Dreams & the Unconscious in Therapy
Sigmund Freud called dreams “the royal road to the unconscious” — and more than a century of psychoanalytic practice has built on that insight. Dreams are not noise. They are the sleeping mind’s way of processing what the waking mind cannot easily hold: unresolved conflicts, buried feelings, unmet needs, and the emotional residue of daily life. Nearly everyone dreams, yet most people never explore what their dreams might mean. In my Carlton practice, I work with clients who want to pay close attention to that inner life — including what surfaces in dreams — as part of a deeper psychotherapeutic process.
How are dreams used in psychoanalytic therapy?
Dream work in therapy is not about consulting a dictionary of symbols or being told what your dream “means.” It is a collaborative exploration. When a client brings a dream to a session, we explore it together — paying attention to the images, the emotional texture, the associations that arise, and the connections to waking life and relationships. The dream is treated as a text to be read, not decoded by formula. Freud distinguished between the manifest content of a dream (what literally happens) and the latent content (the deeper wishes, fears, and meanings expressed in disguised form). Modern psychoanalytic approaches retain this fundamental insight: dreams express things that the conscious mind finds difficult to hold directly.

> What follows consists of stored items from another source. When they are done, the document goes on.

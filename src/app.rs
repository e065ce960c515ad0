//! Application lifecycle: `enter → event loop → exit`.

use std::fmt;
use std::io::{self, Write};

use crate::capability::{Capability, ResolveError, Resolver, TerminfoEnv};
use crate::config::Settings;
use crate::console::{install_termination_signals, ConsoleError, ConsoleSession};
use crate::events::{event_channel, Event, EventMultiplexer, EventStream, SigwinchNotifier};
use crate::render::Renderer;

#[derive(Debug, Clone, Copy, PartialEq, Eq)]
pub enum AppState {
    Stopped,
    Running,
}

#[derive(Debug, Clone, Copy, PartialEq, Eq)]
pub enum Flow {
    Continue,
    Quit,
}

#[derive(Debug)]
pub enum StartupError {
    MissingTerm,
    Resolve(ResolveError),
    Console(ConsoleError),
    Io(io::Error),
}

impl fmt::Display for StartupError {
    fn fmt(&self, f: &mut fmt::Formatter<'_>) -> fmt::Result {
        match self {
            StartupError::MissingTerm => write!(f, "TERM is not set"),
            StartupError::Resolve(err) => write!(f, "{}", err),
            StartupError::Console(err) => write!(f, "{}", err),
            StartupError::Io(err) => write!(f, "io error: {}", err),
        }
    }
}

impl std::error::Error for StartupError {
    fn source(&self) -> Option<&(dyn std::error::Error + 'static)> {
        match self {
            StartupError::MissingTerm => None,
            StartupError::Resolve(err) => Some(err),
            StartupError::Console(err) => Some(err),
            StartupError::Io(err) => Some(err),
        }
    }
}

impl From<ResolveError> for StartupError {
    fn from(err: ResolveError) -> Self {
        StartupError::Resolve(err)
    }
}

impl From<ConsoleError> for StartupError {
    fn from(err: ConsoleError) -> Self {
        StartupError::Console(err)
    }
}

impl From<io::Error> for StartupError {
    fn from(err: io::Error) -> Self {
        StartupError::Io(err)
    }
}

/// Consumer of the event stream. Owns the renderer and the console session.
pub struct App<W: Write + Send> {
    renderer: Renderer<W>,
    console: ConsoleSession,
    settings: Settings,
    state: AppState,
    size: Option<(u16, u16)>,
    last_input: Option<String>,
    exit_code: i32,
}

impl<W: Write + Send> App<W> {
    pub fn new(renderer: Renderer<W>, console: ConsoleSession, settings: Settings) -> Self {
        Self {
            renderer,
            console,
            settings,
            state: AppState::Stopped,
            size: None,
            last_input: None,
            exit_code: 0,
        }
    }

    pub fn state(&self) -> AppState {
        self.state
    }

    /// Last size reported through a `Resize` event.
    pub fn size(&self) -> Option<(u16, u16)> {
        self.size
    }

    pub fn exit_code(&self) -> i32 {
        self.exit_code
    }

    /// Stopped → Running: raw mode, alternate screen, status view.
    pub fn enter(&mut self) -> Result<(), ConsoleError> {
        if self.state == AppState::Running {
            return Ok(());
        }
        self.console.enter_raw_mode()?;
        self.state = AppState::Running;
        tracing::info!(terminal = self.renderer.terminal_name(), "session started");

        self.write(Capability::EnterAltScreen);
        self.write(Capability::HideCursor);
        self.draw();
        Ok(())
    }

    /// Processes events one at a time, in arrival order, until the quit key.
    pub fn run_loop(&mut self, events: &EventStream) {
        while let Some(event) = events.next() {
            if self.handle_event(event) == Flow::Quit {
                return;
            }
        }
        tracing::warn!("event stream ended");
    }

    pub fn handle_event(&mut self, event: Event) -> Flow {
        tracing::trace!(?event, "event");
        match event {
            Event::Resize { width, height } => {
                self.size = Some((width, height));
            }
            Event::Key(ch) if ch == self.settings.quit_key => {
                tracing::info!("quit key pressed");
                return Flow::Quit;
            }
            Event::Key(ch) => self.last_input = Some(format!("{:?}", ch)),
            Event::MultiKey(text) => self.last_input = Some(format!("{:?}", text)),
            Event::DecodeError(bytes) => {
                self.last_input = Some(format!("undecodable {:02x?}", bytes));
            }
            Event::InputClosed => return Flow::Quit,
            Event::InputFailed(reason) => {
                tracing::error!(%reason, "input lost; stopping");
                self.exit_code = 1;
                return Flow::Quit;
            }
            Event::Terminate(signal) => {
                self.exit_code = signal.exit_code();
                return Flow::Quit;
            }
        }
        self.draw();
        Flow::Continue
    }

    /// Running → Stopped. The alternate screen is left before the console
    /// mode is restored.
    pub fn exit(&mut self) {
        if self.state == AppState::Stopped {
            return;
        }
        self.write(Capability::ShowCursor);
        self.write(Capability::ExitAltScreen);
        if let Err(err) = self.console.restore() {
            tracing::error!(error = %err, "failed to restore console");
        }
        self.state = AppState::Stopped;
        tracing::info!(exit_code = self.exit_code, "session ended");
    }

    fn write(&self, capability: Capability) {
        if let Err(err) = self.renderer.write_capability(capability) {
            tracing::warn!(capability = capability.terminfo_name(), error = %err, "write failed");
        }
    }

    fn draw(&self) {
        if let Err(err) = self.draw_status() {
            tracing::warn!(error = %err, "failed to draw status");
        }
    }

    fn status_lines(&self) -> [String; 3] {
        let size = match self.size {
            Some((w, h)) => format!("{}x{}", w, h),
            None => "size unknown".to_string(),
        };
        [
            format!("rawterm - {} - {}", self.renderer.terminal_name(), size),
            format!(
                "last input: {}",
                self.last_input.as_deref().unwrap_or("none")
            ),
            format!("press {:?} to quit", self.settings.quit_key),
        ]
    }

    fn draw_status(&self) -> io::Result<()> {
        let (width, height) = self.size.unwrap_or((u16::MAX, u16::MAX));
        let lines = self.status_lines();

        let mut scope = self.renderer.scope();
        scope.put(Capability::ClearScreen)?;
        for (row, line) in (0u16..).zip(lines.iter()) {
            if row >= height {
                break;
            }
            if !scope.put(Capability::CursorAddress { row, col: 0 })? && row > 0 {
                scope.text("\r\n")?;
            }
            let clipped: String = line.chars().take(usize::from(width)).collect();
            scope.text(&clipped)?;
        }
        scope.flush()
    }
}

impl<W: Write + Send> Drop for App<W> {
    fn drop(&mut self) {
        self.exit();
    }
}

/// Resolves the terminal, takes over the console and runs until quit.
/// Returns the process exit code.
pub fn run(settings: Settings, env: TerminfoEnv) -> Result<i32, StartupError> {
    if env.term_name().is_empty() {
        return Err(StartupError::MissingTerm);
    }
    let db = Resolver::new(env).load_from_environment()?;

    let console = ConsoleSession::acquire()?;
    console.enter_raw_mode()?;

    let (events, stream) = event_channel();
    let watcher = install_termination_signals(console.restorer(), events.clone())?;
    let mux = EventMultiplexer::start(
        console.input()?,
        SigwinchNotifier::new()?,
        console.size_probe(),
        settings.key_decoding,
        events,
    )?;

    let mut app = App::new(Renderer::new(Box::new(db), io::stdout()), console, settings);
    app.enter()?;
    app.run_loop(&stream);
    app.exit();

    mux.shutdown();
    watcher.close();
    Ok(app.exit_code())
}

#[cfg(test)]
#[path = "../tests/unit/app.rs"]
mod tests;
//! Controlling-terminal session: raw mode, size, and guaranteed restore.

use std::fmt;
use std::fs::{File, OpenOptions};
use std::io;
use std::sync::atomic::{AtomicBool, Ordering};
use std::sync::Arc;

pub mod signals;

pub use signals::{install_termination_signals, TerminationSignal, TerminationWatcher};

const CONTROLLING_TTY: &str = "/dev/tty";

/// OS primitive that flips the terminal between cooked and raw mode.
pub trait ConsoleOps: Send + Sync + 'static {
    fn enter_raw(&self) -> io::Result<()>;
    fn restore(&self) -> io::Result<()>;
    fn size(&self) -> io::Result<(u16, u16)>;
}

#[derive(Debug, Default)]
pub struct CrosstermConsoleOps;

impl ConsoleOps for CrosstermConsoleOps {
    fn enter_raw(&self) -> io::Result<()> {
        crossterm::terminal::enable_raw_mode()
    }

    fn restore(&self) -> io::Result<()> {
        crossterm::terminal::disable_raw_mode()
    }

    fn size(&self) -> io::Result<(u16, u16)> {
        crossterm::terminal::size()
    }
}

#[derive(Debug, Clone, Copy, PartialEq, Eq)]
pub enum ConsoleMode {
    Cooked,
    Raw,
}

#[derive(Debug)]
pub enum ConsoleError {
    NoTerminal(io::Error),
    RawMode(io::Error),
}

impl fmt::Display for ConsoleError {
    fn fmt(&self, f: &mut fmt::Formatter<'_>) -> fmt::Result {
        match self {
            ConsoleError::NoTerminal(err) => {
                write!(f, "no controlling terminal available: {}", err)
            }
            ConsoleError::RawMode(err) => write!(f, "failed to enter raw mode: {}", err),
        }
    }
}

impl std::error::Error for ConsoleError {
    fn source(&self) -> Option<&(dyn std::error::Error + 'static)> {
        match self {
            ConsoleError::NoTerminal(err) | ConsoleError::RawMode(err) => Some(err),
        }
    }
}

/// Restores the console from any thread. Only the first call after raw mode
/// was entered reaches the OS.
#[derive(Clone)]
pub struct ConsoleRestorer {
    raw: Arc<AtomicBool>,
    ops: Arc<dyn ConsoleOps>,
}

impl ConsoleRestorer {
    pub fn restore(&self) -> io::Result<()> {
        if !self.raw.swap(false, Ordering::SeqCst) {
            return Ok(());
        }
        tracing::debug!("restoring console mode");
        self.ops.restore()
    }
}

/// Reads the current terminal size; handed to the resize producer.
#[derive(Clone)]
pub struct SizeProbe {
    ops: Arc<dyn ConsoleOps>,
}

impl SizeProbe {
    pub fn size(&self) -> io::Result<(u16, u16)> {
        self.ops.size()
    }
}

/// Exclusive handle on the controlling terminal.
///
/// Dropping the session restores the original mode, so every exit path
/// (early return, `?`, unwinding panic) leaves the terminal usable.
pub struct ConsoleSession {
    tty: Option<File>,
    restorer: ConsoleRestorer,
}

impl ConsoleSession {
    pub fn acquire() -> Result<Self, ConsoleError> {
        let tty = OpenOptions::new()
            .read(true)
            .write(true)
            .open(CONTROLLING_TTY)
            .map_err(ConsoleError::NoTerminal)?;
        let mut session = Self::with_ops(Arc::new(CrosstermConsoleOps));
        session.tty = Some(tty);
        Ok(session)
    }

    /// Session over custom ops and no tty handle.
    pub fn with_ops(ops: Arc<dyn ConsoleOps>) -> Self {
        Self {
            tty: None,
            restorer: ConsoleRestorer {
                raw: Arc::new(AtomicBool::new(false)),
                ops,
            },
        }
    }

    pub fn enter_raw_mode(&self) -> Result<(), ConsoleError> {
        if self.restorer.raw.load(Ordering::SeqCst) {
            return Ok(());
        }
        self.restorer.ops.enter_raw().map_err(ConsoleError::RawMode)?;
        self.restorer.raw.store(true, Ordering::SeqCst);
        tracing::debug!("console in raw mode");
        Ok(())
    }

    pub fn restore(&self) -> io::Result<()> {
        self.restorer.restore()
    }

    pub fn mode(&self) -> ConsoleMode {
        if self.restorer.raw.load(Ordering::SeqCst) {
            ConsoleMode::Raw
        } else {
            ConsoleMode::Cooked
        }
    }

    pub fn size(&self) -> io::Result<(u16, u16)> {
        self.restorer.ops.size()
    }

    pub fn size_probe(&self) -> SizeProbe {
        SizeProbe {
            ops: Arc::clone(&self.restorer.ops),
        }
    }

    pub fn restorer(&self) -> ConsoleRestorer {
        self.restorer.clone()
    }

    /// A fresh handle on the terminal for the input producer.
    pub fn input(&self) -> io::Result<File> {
        match &self.tty {
            Some(tty) => tty.try_clone(),
            None => Err(io::Error::new(
                io::ErrorKind::NotFound,
                "console session has no terminal handle",
            )),
        }
    }
}

impl Drop for ConsoleSession {
    fn drop(&mut self) {
        if let Err(err) = self.restorer.restore() {
            tracing::warn!(error = %err, "failed to restore console on drop");
        }
    }
}

#[cfg(test)]
#[path = "../../tests/unit/console/session.rs"]
mod tests;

Common themes that emerge in dream work include:
- Recurring dreams — the mind returning again and again to an unresolved conflict or experience, often using the same scenario or emotional tone
- Nightmares — which may represent trauma being processed, or overwhelming anxiety finding expression during sleep
- Dreams featuring significant people from the past or present — often revealing relational dynamics that are operating below conscious awareness
- Anxiety dreams about being unprepared, failing, or being exposed — commonly linked to shame, performance anxiety, or fear of judgment
- Dreams of loss or death — which do not necessarily predict anything, but often express grief, fear of change, or feelings about endings
Why do recurring dreams matter?
A dream that returns again and again is one of the most direct signals from the unconscious that something remains unprocessed or unresolved. People sometimes live with the same recurring dream for decades — of being chased, of being unprepared for an exam, of being in a house with rooms they cannot enter. These images are not random. They carry emotional and psychological meaning that, when explored in therapy, often connects to important patterns in a person’s life. In working with recurring dreams, I am interested in the emotional experience the dream consistently generates, what situation or relationship in waking life the imagery might connect to, and what changes as the recurring dream shifts or resolves — which is often a meaningful sign of progress in therapy.
Who benefits from dream analysis in therapy?
Dream work is most at home in psychoanalytic and psychodynamic therapy, which is the approach I practise. It suits people who are curious about their inner life, who feel that their problems have depth that more surface-level approaches have not touched, or who find that images and metaphors are a more natural language for their experience than direct description.
You do not need to be a vivid dreamer to benefit. Dreams are one route into the unconscious, but not the only one. Free association, patterns in relationships, what is difficult to say, slips of the tongue, what keeps coming up despite efforts to set it aside — all of these open onto the same territory. If you do remember dreams and bring them to sessions, they can be richly productive material. If you do not, the work proceeds through other means.
I see clients at 96 Elgin Street, Carlton — in inner Melbourne, near Melbourne University — and via secure video call. Sessions are $120 and no referral is needed. Book a session or message me on WhatsApp.
Frequently asked questions
Do I have to remember my dreams to benefit from psychoanalytic therapy?
No. Dreams are one avenue into the unconscious but not the only one. Free association, attention to patterns in relationships, slips of the tongue, what’s difficult to say — all of these open onto the same territory. If you remember dreams and bring them to sessions, they can be richly productive. If you don’t, the work proceeds through other means.
Is dream interpretation scientific?
Dream research is an active area of neuroscience and psychology, and there is growing evidence that dreams play a role in emotional processing and memory consolidation. Psychoanalytic dream interpretation operates differently from experimental science — it is interpretive rather than predictive. Its value is in what it opens up: new associations, unexpected connections, a different way of seeing a familiar pattern. The test is not whether the interpretation is provable, but whether it is useful.
My nightmares are disturbing. Can therapy help?
Yes. Disturbing recurring nightmares often carry significant emotional material — unprocessed trauma, profound anxiety, or grief. Bringing them into the therapy room — exploring their content, their emotional tone, and their associations — can begin to shift their hold. For nightmares linked to trauma, this work is handled carefully and at a pace that feels manageable.
What is the difference between dream analysis and therapy more broadly?
Dream analysis is not a separate therapy — it is one tool within psychoanalytic and psychodynamic therapy. Sessions are not “dream sessions” unless that’s what is most alive in the room. Dreams are welcomed when they arise, explored when they seem important, and set aside when other material is more pressing. The work is always guided by what is most meaningful for you.